## WORK ITEM
Search the entries for the word "table". Copy every line where it turns up.

## SOURCE DATA
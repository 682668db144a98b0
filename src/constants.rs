// This Source Code Form is subject to the terms of the Mozilla Public
// License, v. 2.0. If a copy of the MPL was not distributed with this
// file, You can obtain one at http://mozilla.org/MPL/2.0/.

/*!
Useful constants.

All constants *must* be double precision. `linerad` does every calculation in
double precision; single precision is never good enough for level populations.
 */

pub use std::f64::consts::PI;

/// Speed of light \[m/s\].
pub const CLIGHT: f64 = 2.997924562e8;

/// Planck constant \[J s\].
pub const HPLANCK: f64 = 6.626196e-34;

/// Boltzmann constant \[J/K\].
pub const KBOLTZ: f64 = 1.380622e-23;

/// Atomic mass unit \[kg\].
pub const AMU: f64 = 1.6605402e-27;

/// sqrt(pi).
pub const SPI: f64 = 1.772453850905516;

/// h c / (4 pi sqrt(pi)); the prefactor shared by the line emission and
/// absorption coefficients.
pub const HPIP: f64 = HPLANCK * CLIGHT / 4.0 / PI / SPI;

/// 100 h c / k \[K per cm^-1\]; converts tabulated energy terms to Kelvin.
pub const HCKB: f64 = 100.0 * HPLANCK * CLIGHT / KBOLTZ;

/// Parsec \[m\].
pub const PC: f64 = 3.08568025e16;

/// Astronomical unit \[m\].
pub const AU: f64 = 1.49598e11;

/// Arcsecond \[radians\].
pub const ARCSEC: f64 = PI / 180.0 / 3600.0;

/// Temperature of the cosmic microwave background used for the intensity
/// normalisation when the configured `tcmb` is zero \[K\].
pub const TCMB_FALLBACK: f64 = 2.725;

/// Uniform floor mixed into the interior-point acceptance probability, and
/// the maximum grain-alignment polarisation fraction. An empirical constant
/// with no documented physical derivation; do not tune.
pub const MAXP: f64 = 0.15;

/// Hard ceiling on the per-vertex photon budget. Raising this costs memory:
/// every worker scratch block holds one f64 per photon per line.
pub const MAX_PHOT: usize = 10000;

/// Initial per-vertex photon budget.
pub const ININPHOT: usize = 9;

/// Smallest population any level is allowed to hold; everything below is
/// clamped here before renormalisation.
pub const MINPOP: f64 = 1.0e-6;

/// Generic guard against division by a vanishing denominator.
pub const EPS: f64 = 1.0e-30;

/// A vertex's pass is "quiet" when its maximum fractional population change
/// is below this tolerance.
pub const TOL: f64 = 1e-6;

/// Upper bound on solver iterations.
pub const MAXITER: usize = 50;

/// Number of consecutive quiet passes before a vertex counts as converged.
pub const GOAL: usize = 50;

/// Two lines of a species closer than this \[m/s\] share photons when
/// blending is enabled.
pub const BLENDMASK: f64 = 1.0e4;

/// Photon velocity offsets are drawn uniformly over this many Doppler widths
/// centred on the local line centre.
pub const VEL_SAMPLE_RANGE: f64 = 4.3;

/// Order of the per-edge velocity polynomial plus one.
pub const NUM_VEL_COEFFS: usize = 5;

/// Velocity samples per traversed segment when averaging the line profile.
pub const N_RAN_PER_SEGMENT: usize = 3;

/// Truncation order of the Taylor correction in the fast-exp table.
pub const FAST_EXP_MAX_TAYLOR: usize = 3;

/// The fast-exp table resolves arguments to 2^-FAST_EXP_NUM_BITS.
pub const FAST_EXP_NUM_BITS: u32 = 8;

/// Largest argument covered by the fast-exp table; beyond it e^-x is
/// indistinguishable from zero at double precision anyway.
pub const FAST_EXP_MAX_ARG: f64 = 64.0;

/// Number of grid build stages at which a snapshot may be written.
pub const NUM_GRID_STAGES: usize = 4;

/// Default number of Lloyd relaxation passes over the interior points.
pub const DEFAULT_SMOOTH_PASSES: usize = 10;

/// Below this optical-depth increment the transfer integral switches to its
/// Taylor form; the default for `Configuration::taylor_cutoff`.
pub const DEFAULT_TAYLOR_CUTOFF: f64 = 0.005;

## TASK OUTPUT
/// Truncation order of the Taylor correction in the fast-exp table.
/// The fast-exp table resolves arguments to 2^-FAST_EXP_NUM_BITS.
/// Largest argument covered by the fast-exp table; beyond it e^-x is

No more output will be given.